Syarifuddin memahami bahwa penambahan kuota merupakan kewenangan pemerintah pusat serta sangat terkait dengan kebijakan anggaran dalam APBN. Akan tetapi, lanjutnya, masyarakat cenderung tidak mau tahu lantaran masalah kelangkaan solar di daerah sudah sangat mendesak.
“Jangan anggaran pemilu terus yang dibicarakan, ini lebih mendesak dari pemilu,” tandasnya.
Hal senada disampaikan M Yusuf. Menurutnya, ketimbang mengurusi anggaran pemilu lebih baik pemerintah segera menganggarkan penambahan kuota BBM bersubsidi. Terlebih saat ini kelangkaan solar sudah meluas ke berbagai daerah serta menjadi masalah nasional yang semakin mengkhawatirkan.
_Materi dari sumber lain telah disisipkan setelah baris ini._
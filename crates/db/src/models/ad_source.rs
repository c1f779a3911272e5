//! Ad source entity model and DTOs.

use serde::{Deserialize, Serialize};
use sqlx::FromRow;
use webtoapp_core::types::{DbId, Timestamp};

/// A row from the `ad_sources` table (an ad network wired into generated apps).
#[derive(Debug, Clone, FromRow, Serialize)]
pub struct AdSource {
    pub id: DbId,
    pub name: String,
    /// Network kind, e.g. `admob` or `facebook`.
    pub source_type: String,
    /// The app identifier issued by the ad network.
    pub network_app_id: Option<String>,
    pub placement_id: Option<String>,
    /// Percentage in `[0, 100]`.
    pub revenue_share: f32,
    pub is_active: bool,
    pub created_at: Timestamp,
    pub updated_at: Timestamp,
}

/// DTO for creating an ad source.
#[derive(Debug, Deserialize)]
pub struct CreateAdSource {
    pub name: String,
    pub source_type: String,
    pub network_app_id: Option<String>,
    pub placement_id: Option<String>,
    pub revenue_share: f32,
    pub is_active: Option<bool>,
}

/// DTO for updating an ad source. All fields are optional.
#[derive(Debug, Default, Deserialize)]
pub struct UpdateAdSource {
    pub name: Option<String>,
    pub source_type: Option<String>,
    pub network_app_id: Option<String>,
    pub placement_id: Option<String>,
    pub revenue_share: Option<f32>,
    pub is_active: Option<bool>,
}
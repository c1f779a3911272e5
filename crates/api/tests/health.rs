//! Integration tests for the health check endpoint and general HTTP behaviour.

mod common;

use axum::http::StatusCode;
use common::{body_json, get};
use sqlx::PgPool;

#[sqlx::test(migrations = "../../db/migrations")]
async fn health_check_reports_database(pool: PgPool) {
    let app = common::build_test_app(pool);
    let response = get(&app.router, "/health").await;

    assert_eq!(response.status(), StatusCode::OK);
    let json = body_json(response).await;
    assert_eq!(json["status"], "ok");
    assert_eq!(json["db_healthy"], true);
    assert!(json["version"].is_string());
}

#[sqlx::test(migrations = "../../db/migrations")]
async fn unknown_route_returns_404(pool: PgPool) {
    let app = common::build_test_app(pool);
    let response = get(&app.router, "/this-route-does-not-exist").await;
    assert_eq!(response.status(), StatusCode::NOT_FOUND);
}

#[sqlx::test(migrations = "../../db/migrations")]
async fn response_carries_request_id(pool: PgPool) {
    let app = common::build_test_app(pool);
    let response = get(&app.router, "/health").await;

    let request_id = response
        .headers()
        .get("x-request-id")
        .expect("x-request-id header should be set");
    assert_eq!(request_id.to_str().unwrap().len(), 36);
}
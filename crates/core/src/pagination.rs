//! Pagination clamping shared by list endpoints.

/// Default page size for list endpoints.
pub const DEFAULT_PAGE_LIMIT: i64 = 50;

/// Maximum page size for list endpoints.
pub const MAX_PAGE_LIMIT: i64 = 100;

/// Clamp a user-provided limit to `[1, max]`, using `default` when absent.
pub fn clamp_limit(limit: Option<i64>, default: i64, max: i64) -> i64 {
    limit.unwrap_or(default).clamp(1, max)
}

/// Clamp a user-provided offset to non-negative.
pub fn clamp_offset(offset: Option<i64>) -> i64 {
    offset.unwrap_or(0).max(0)
}
//! Well-known role name constants.
//!
//! These must match the `role` column default and check constraint in
//! `20250101000001_create_users_table.sql`.

pub const ROLE_ADMIN: &str = "admin";
pub const ROLE_USER: &str = "user";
“Kalau memang tidak ada uang, alihkan anggaran pemilu untuk subsidi minyak, jangan dibilang (stok solar) aman tapi nyatanya kami ngantre,” tandasnya.
Dia menyayangkan sikap pemerintah pusat lamban bertindak hingga menyebabkan kelangkaan solar di daerahnya berlarut-larut.
Pemerintah beserta elit politik, sambungnya, tampak lebih bergairah membicarakan anggaran pemilu yang diusulkan KPU sebesar Rp 76,6 triliun.